Lembrando que a concessionária não pode deixar os clientes na mão, com queda de tensão ou sem ligação, só por conta das limitações técnicas da energia MRT. Os limites de corrente de um cliente monofásico rural e urbano são os mesmos. A elétrica que se vire para entregar.

Em locais atendidos por MRT, só é possível pedir energia monofásica. Na verdade, você poderia pedir extensão de rede trifásica, mas teria de justificar muito bem o pedido, e arcar com os custos.

É muito comum haver apenas a alta tensão MRT passando na frente do seu sítio, porque o vizinho mais próximo, onde há transformador, está distante. Neste caso você tem de solicitar extensão de rede da baixa tensão. Aí pode ser que eles a) estiquem o fio de baixa; b) instalem um transformador no poste em frente; ou c) façam você comprar um transformador particular, instalado num poste dentro de sua propriedade. O último caso vai ocorrer mais facilmente em caso de propriedade encravada ou com acesso por servidão.

Para compensar as limitações de corrente do sistema monofásico, principalmente em 127V, os transformadores MRT geram 2 fases opostas de baixa tensão. O sistema é conhecido como monofásico a 3 fios. Coloquialmente se conhece por "bifásico rural", porém no bifásico legítimo as fases estão defasadas de 120 graus, enquanto que no MRT estão defasadas de 180 graus.

Este esquema aumenta a capacidade de duas formas: permite atender o dobro de clientes monofásicos, e também cobre clientes com maior demanda. O bifásico rural tem capacidade total por consumidor (50kW) maior que o bifásico tradicional (25kW), sendo superado apenas pelo trifásico (75kW).

Além disso, ligando fase com fase, a tensão atinge 254V no Paraná e 440V em Santa Catarina.

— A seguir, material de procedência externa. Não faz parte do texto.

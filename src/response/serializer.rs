//! Reply serialization.
//!
//! # Responsibilities
//! - Choose status and `Content-Type` from the reply variant
//! - Encode the body bytes
//!
//! # Design Decisions
//! - Empty replies carry no `Content-Type`
//! - Error replies carry no body; the reason only goes to the log
//! - An explicit `Status` always wins over the status its inner reply
//!   implies; statuses that forbid a body (1xx, 204, 304) drop it

use axum::body::Bytes;
use axum::http::{header, HeaderMap, HeaderValue, StatusCode};

use crate::error::SerializationError;
use crate::response::Reply;

pub const CONTENT_TYPE_TEXT: &str = "text/plain;charset=utf8";
pub const CONTENT_TYPE_JSON: &str = "application/json;charset=utf8";

/// A fully serialized response, ready for a transport adapter.
#[derive(Debug, Clone)]
pub struct Response {
    pub status: StatusCode,
    pub headers: HeaderMap,
    pub body: Bytes,
}

impl Response {
    /// A response with a status and nothing else.
    pub fn empty(status: StatusCode) -> Self {
        Self {
            status,
            headers: HeaderMap::new(),
            body: Bytes::new(),
        }
    }

    /// The `Content-Type` header, if any.
    pub fn content_type(&self) -> Option<&str> {
        self.headers
            .get(header::CONTENT_TYPE)
            .and_then(|v| v.to_str().ok())
    }

    /// Body as UTF-8 text (lossy).
    pub fn text(&self) -> String {
        String::from_utf8_lossy(&self.body).into_owned()
    }

    fn with_body(status: StatusCode, content_type: &'static str, body: Vec<u8>) -> Self {
        let mut headers = HeaderMap::new();
        headers.insert(header::CONTENT_TYPE, HeaderValue::from_static(content_type));
        Self {
            status,
            headers,
            body: Bytes::from(body),
        }
    }
}

/// Turn a reply into status, headers and body bytes.
pub fn serialize(reply: Reply) -> Result<Response, SerializationError> {
    match reply {
        Reply::Text(text) => Ok(Response::with_body(
            StatusCode::OK,
            CONTENT_TYPE_TEXT,
            text.into_bytes(),
        )),
        Reply::Json(value) => {
            let body = serde_json::to_vec(&value)?;
            Ok(Response::with_body(StatusCode::OK, CONTENT_TYPE_JSON, body))
        }
        Reply::Empty => Ok(Response::empty(StatusCode::NO_CONTENT)),
        Reply::Error(reason) => {
            tracing::debug!(reason = %reason, "Handler replied with an error");
            Ok(Response::empty(StatusCode::INTERNAL_SERVER_ERROR))
        }
        Reply::Status(status, inner) => {
            let mut response = serialize(*inner)?;
            response.status = status;
            if !allows_body(status) {
                response.body = Bytes::new();
                response.headers.remove(header::CONTENT_TYPE);
            }
            Ok(response)
        }
    }
}

fn allows_body(status: StatusCode) -> bool {
    !(status.is_informational()
        || status == StatusCode::NO_CONTENT
        || status == StatusCode::NOT_MODIFIED)
}

#[cfg(test)]
mod tests {
    use super::*;
    use serde_json::json;

    #[test]
    fn test_text_reply() {
        let res = serialize(Reply::Text("hi".into())).unwrap();
        assert_eq!(res.status, StatusCode::OK);
        assert_eq!(res.text(), "hi");
        assert_eq!(res.content_type(), Some(CONTENT_TYPE_TEXT));
    }

    #[test]
    fn test_json_reply_keeps_key_order() {
        let res = serialize(Reply::Json(json!({"b": 1, "a": 2}))).unwrap();
        assert_eq!(res.text(), r#"{"b":1,"a":2}"#);
        assert_eq!(res.content_type(), Some(CONTENT_TYPE_JSON));
    }

    #[test]
    fn test_empty_reply_is_no_content() {
        let res = serialize(Reply::Empty).unwrap();
        assert_eq!(res.status, StatusCode::NO_CONTENT);
        assert!(res.body.is_empty());
        assert!(res.content_type().is_none());
    }

    #[test]
    fn test_error_reply_has_no_body() {
        let res = serialize(Reply::Error("db down".into())).unwrap();
        assert_eq!(res.status, StatusCode::INTERNAL_SERVER_ERROR);
        assert!(res.body.is_empty());
    }

    #[test]
    fn test_status_override() {
        let reply = Reply::Status(StatusCode::UNAUTHORIZED, Box::new(Reply::Text("no".into())));
        let res = serialize(reply).unwrap();
        assert_eq!(res.status, StatusCode::UNAUTHORIZED);
        assert_eq!(res.text(), "no");
        assert_eq!(res.content_type(), Some(CONTENT_TYPE_TEXT));
    }

    #[test]
    fn test_explicit_status_wins() {
        let reply = Reply::Status(StatusCode::NOT_FOUND, Box::new(Reply::Error("gone".into())));
        let res = serialize(reply).unwrap();
        assert_eq!(res.status, StatusCode::NOT_FOUND);
        assert!(res.body.is_empty());

        let reply = Reply::Status(StatusCode::NO_CONTENT, Box::new(Reply::Text("ignored".into())));
        let res = serialize(reply).unwrap();
        assert_eq!(res.status, StatusCode::NO_CONTENT);
        assert!(res.body.is_empty());
        assert!(res.content_type().is_none());
    }
}
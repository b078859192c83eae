//! Hook storage and resolution.
//!
//! # Responsibilities
//! - Keep hooks in registration order, one list per kind
//! - Resolve the hooks that apply to a route
//!
//! # Design Decisions
//! - Resolution order: global hooks first, then hooks bound to the route
//! - Within each group, registration order (hook id order)
//! - A hook reachable through several paths runs once

use std::collections::HashSet;
use std::sync::Arc;

use crate::hooks::{Hook, HookKind, Scope};

/// Hooks registered on one `App`, in registration order per kind.
#[derive(Debug, Clone, Default)]
pub struct HookRegistry {
    derive: Vec<Arc<Hook>>,
    before_handle: Vec<Arc<Hook>>,
    after_handle: Vec<Arc<Hook>>,
}

impl HookRegistry {
    pub fn new() -> Self {
        Self::default()
    }

    /// Append a hook to the list for its kind. A hook already present
    /// (same id) is not added twice.
    pub fn register(&mut self, hook: Arc<Hook>) {
        let list = self.list_mut(hook.kind());
        if list.iter().all(|existing| existing.id != hook.id) {
            list.push(hook);
        }
    }

    /// Hooks of one kind, in registration order.
    pub fn of_kind(&self, kind: HookKind) -> &[Arc<Hook>] {
        match kind {
            HookKind::Derive => &self.derive,
            HookKind::BeforeHandle => &self.before_handle,
            HookKind::AfterHandle => &self.after_handle,
        }
    }

    /// All hooks with the given scope, grouped by kind.
    pub fn with_scope(&self, scope: Scope) -> impl Iterator<Item = &Arc<Hook>> + '_ {
        self.iter().filter(move |hook| hook.scope == scope)
    }

    pub fn iter(&self) -> impl Iterator<Item = &Arc<Hook>> + '_ {
        self.derive
            .iter()
            .chain(&self.before_handle)
            .chain(&self.after_handle)
    }

    pub fn len(&self) -> usize {
        self.derive.len() + self.before_handle.len() + self.after_handle.len()
    }

    pub fn is_empty(&self) -> bool {
        self.len() == 0
    }

    /// Resolve the ordered hooks for a route: this registry's global hooks
    /// followed by the hooks bound to the route.
    pub fn resolve(&self, bound: &[Arc<Hook>]) -> ResolvedHooks {
        let mut globals: Vec<&Arc<Hook>> = self.with_scope(Scope::Global).collect();
        globals.sort_by_key(|hook| hook.id);

        let mut local: Vec<&Arc<Hook>> = bound.iter().collect();
        local.sort_by_key(|hook| hook.id);

        let mut seen = HashSet::new();
        let mut resolved = ResolvedHooks::default();
        for hook in globals.into_iter().chain(local) {
            if seen.insert(hook.id) {
                resolved.list_mut(hook.kind()).push(Arc::clone(hook));
            }
        }
        resolved
    }

    fn list_mut(&mut self, kind: HookKind) -> &mut Vec<Arc<Hook>> {
        match kind {
            HookKind::Derive => &mut self.derive,
            HookKind::BeforeHandle => &mut self.before_handle,
            HookKind::AfterHandle => &mut self.after_handle,
        }
    }
}

/// The hooks that run for one compiled route, in execution order.
#[derive(Debug, Clone, Default)]
pub struct ResolvedHooks {
    pub derive: Vec<Arc<Hook>>,
    pub before_handle: Vec<Arc<Hook>>,
    pub after_handle: Vec<Arc<Hook>>,
}

impl ResolvedHooks {
    fn list_mut(&mut self, kind: HookKind) -> &mut Vec<Arc<Hook>> {
        match kind {
            HookKind::Derive => &mut self.derive,
            HookKind::BeforeHandle => &mut self.before_handle,
            HookKind::AfterHandle => &mut self.after_handle,
        }
    }

    pub fn len(&self) -> usize {
        self.derive.len() + self.before_handle.len() + self.after_handle.len()
    }

    pub fn is_empty(&self) -> bool {
        self.len() == 0
    }
}

#[cfg(test)]
mod tests {
    use super::*;
    use crate::hooks::hook::{erase_derive, erase_reply};
    use crate::hooks::{Derived, HookAction, PluginId};

    fn before(scope: Scope, owner: PluginId) -> Arc<Hook> {
        Arc::new(Hook::new(
            scope,
            owner,
            HookAction::BeforeHandle(erase_reply(|_ctx| async {})),
        ))
    }

    fn derive(scope: Scope, owner: PluginId) -> Arc<Hook> {
        Arc::new(Hook::new(
            scope,
            owner,
            HookAction::Derive(erase_derive(|_ctx| async { Ok(Derived::new()) })),
        ))
    }

    fn ids(hooks: &[Arc<Hook>]) -> Vec<crate::hooks::HookId> {
        hooks.iter().map(|h| h.id()).collect()
    }

    #[test]
    fn test_register_keeps_order_per_kind() {
        let owner = PluginId::next();
        let a = before(Scope::Local, owner);
        let b = derive(Scope::Local, owner);
        let c = before(Scope::Global, owner);

        let mut registry = HookRegistry::new();
        registry.register(a.clone());
        registry.register(b.clone());
        registry.register(c.clone());

        assert_eq!(ids(registry.of_kind(HookKind::BeforeHandle)), vec![a.id(), c.id()]);
        assert_eq!(ids(registry.of_kind(HookKind::Derive)), vec![b.id()]);
        assert_eq!(registry.len(), 3);
    }

    #[test]
    fn test_resolve_puts_globals_first_and_dedups() {
        let owner = PluginId::next();
        let local_early = before(Scope::Local, owner);
        let global_late = before(Scope::Global, owner);

        let mut registry = HookRegistry::new();
        registry.register(local_early.clone());
        registry.register(global_late.clone());

        // The global hook is also bound to the route; it must run once.
        let bound = vec![local_early.clone(), global_late.clone()];
        let resolved = registry.resolve(&bound);

        assert_eq!(
            ids(&resolved.before_handle),
            vec![global_late.id(), local_early.id()]
        );
        assert!(resolved.derive.is_empty());
    }

    #[test]
    fn test_resolve_ignores_unbound_local_hooks() {
        let owner = PluginId::next();
        let mut registry = HookRegistry::new();
        registry.register(before(Scope::Local, owner));
        registry.register(before(Scope::Scoped, owner));

        assert!(registry.resolve(&[]).is_empty());
    }
}
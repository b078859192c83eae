//! HTTP transport adapter.
//!
//! # Data Flow
//! ```text
//! TCP connection
//!     → server.rs (Axum setup, tower-http layers)
//!         - request id (UUID v4, propagated to the response)
//!         - body limit, timeout, trace
//!     → adapter: axum Request → DispatchRequest
//!     → CompiledApp::handle (dispatch pipeline)
//!     → adapter: Response → axum Response
//!     → Send to client
//! ```

pub mod server;

pub use server::HttpServer;
//! Lifecycle hook subsystem.
//!
//! # Data Flow
//! ```text
//! App::derive / on_before_handle / on_after_handle (scope, fn)
//!     → hook.rs (erase the callback, assign id + owner)
//!     → registry.rs (append to the list for its kind)
//!
//! Mount / compile:
//!     scope.rs decides where each hook applies
//!     → registry.rs resolve(route) → ordered, de-duplicated lists
//! ```
//!
//! # Design Decisions
//! - Hook ids are allocated from one counter, so id order is registration order
//! - Scope is resolved once, at mount/compile time, never per request
//! - Global hooks run before route-bound hooks of the same kind

pub mod hook;
pub mod registry;
pub mod scope;

pub use hook::{Derived, Hook, HookAction, HookId, HookKind, PluginId};
pub use registry::{HookRegistry, ResolvedHooks};
pub use scope::Scope;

Isto permite rodar motores monofásicos até 10CV.

Tanto por ser MRT quanto por geralmente ser uma "ponta de linha", eletricidade rural tende a ter muito mais interrupções e surtos. E quando eles ocorrem, há menos equipamentos no caminho para absorver, queimando mais aparelhos dentro da sua casa. Previna-se colocando DPS no padrão de entrada, no quadro de distribuição e aqueles "DPS Clamper" também na tomada dos aparelhos mais sensíveis ou caros. E, se possível, desligando disjuntores quando vem trovoada, como nossos pais e avós faziam e nos desacostumamos a fazer na cidade.

Os DPS são "consumíveis", ou seja, eles vão absorvendo surtos e desgastando-se no processo, então confira periodicamente se o LED verde (ou qualquer outro canário de boa saúde implementado pelo fabricante) está ativo, indicando que o DPS ainda está bom.